Much is made of risk and reward in A Different Man. Edward (Sebastian Stan) approaches a miracle cure for his neurofibromatosis with the same diffidence that seeps into every corner of his hermetic existence. From walks to the grocery store and rides on the subway to awkward visits with his beautiful new neighbour Ingrid (Renate Reinsve), Edward has made it his mission to move through the world in a way that minimizes any effect on his surroundings; ironically, he is also an aspiring actor. Completely unable to assert his presence in ways both physical and social, his misguided attempts to evade lasting notice are something that his disfigured appearance makes almost impossible. He takes no risks, and to say that he reaps no rewards doesn't even begin to cover it.
His awareness of the losing game that he plays every day of his life never seems to inspire a change in outlook or behaviour — that is, until a coterie of overeager doctors gently coerce him into the aforementioned experimental treatment, claiming, perhaps disingenuously, that the rewards outweigh the risks. What follows is a cautionary tale, prolonged prank and earnest tragicomedy rolled into one, all the more rich and affecting for its lack of easy conclusions to any of these competing strains.
The buildup to this non-decision is slow and strategic, patiently inducing and gradually escalating the film's aura of menace and irony. Eyes leer and avert their gaze, Ingrid makes feeble attempts to ease the tension between them, and a neglected leak in Edward's roof grows wider and wider as murky fluids, dead mice and, finally, hazardously blunt objects break through the expanding rot. The doctors administer the drug with little ceremony and plenty of doubt, but the changes that Edward slowly begins to see push the proceedings toward body horror, with pain, terror and confusion functioning as gateways to meaningful mutation.
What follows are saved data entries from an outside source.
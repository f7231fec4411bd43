/// Longest ticker accepted from user input.
pub const MAX_TICKER_LEN: usize = 20;

/// Cleans a user-supplied ticker: at most [`MAX_TICKER_LEN`] characters,
/// only ASCII alphanumerics plus `-`, `_` and `.`, uppercased.
///
/// The result may be empty; callers reject that.
pub fn sanitize_ticker(ticker: &str) -> String {
    ticker
        .chars()
        .take(MAX_TICKER_LEN)
        .filter(|c| c.is_ascii_alphanumeric() || matches!(c, '-' | '_' | '.'))
        .collect::<String>()
        .to_uppercase()
}
//! Alpaca market data v2 REST provider.
//!
//! Credentials are read from `APCA_API_KEY_ID` and `APCA_API_SECRET_KEY`.

pub mod params;
pub mod provider;
pub mod response;

pub use params::{Adjustment, AlpacaBarsParams, Feed, Sort};
pub use provider::AlpacaProvider;
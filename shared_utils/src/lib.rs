//! Small helpers shared by the workspace crates.

pub mod config;
pub mod env;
Bursting through an intricate prosthesis of benign tumours, Edward — now bearing the classical features and refined weariness of the actor playing him — begins his life anew. He pivots to real estate under a false name and estranges himself from a reeling, guilt-ridden Ingrid, who was led to believe he died by suicide.
A struggling theatrician herself, Ingrid had spent their time together building her first play around a role tailor-made for his condition. When Edward — now the everyman "Guy" — stumbles back into her life, she is unsuccessfully auditioning actors for this lead in "Edward," now in production off-Broadway. Sporting the 3D-printed mask of his former visage that the doctors gifted him for posterity, Guy's eerie approximation of the Edward she knew both disturbs and intrigues Ingrid, who casts him against her better judgement.
A delirious tangle of ethical concerns surrounding performance, spectacle and exploitation is completely overturned by the late entrance of Oswald (Adam Pearson), a confident bloke with a similar facial condition who boasts all of the self-possession and charm that Edward still lacks (and an exotic English accent to boot). Pearson is positively mesmerizing as a man so adept at social interaction — endearing himself to his counterparts while also making them feel valued and considered — that it verges on sinister. Faced with the sum of everything he couldn't, can't and can never be, Edward's navigation of the stress and strife of theatre production is complicated, and superseded, by surmounting feelings of inadequacy.
Even as his life falls to pieces around him, he continually fails to assert himself; his newly "normal" face has only doomed him further to anonymity. Writer and director Aaron Schimberg's sense of humour is sadistic and empathetic in equal measure, stacking the deck against our shapeshifting schlimazel in sly and startling ways. Much more in tune with the eccentricities of human behaviour than the average Sundance flick, A Different Man struts through its lengthy runtime with the swagger and confidence that its doomed subject can only aspire to (whether this is earned tends to change from scene to scene). Every time it veers into smirking condescension toward its incredibly foolish characters, a new shade emerges through dialogue and performance that reminds us of their essential, and often painful, humanity.
A wryly conceptual and cheekily confrontational portrait of punishment and failure, A Different Man wears its imperfections with an elegance that bespeaks self-awareness. Though the same cannot be said of Edward, this is not a bug but a feature.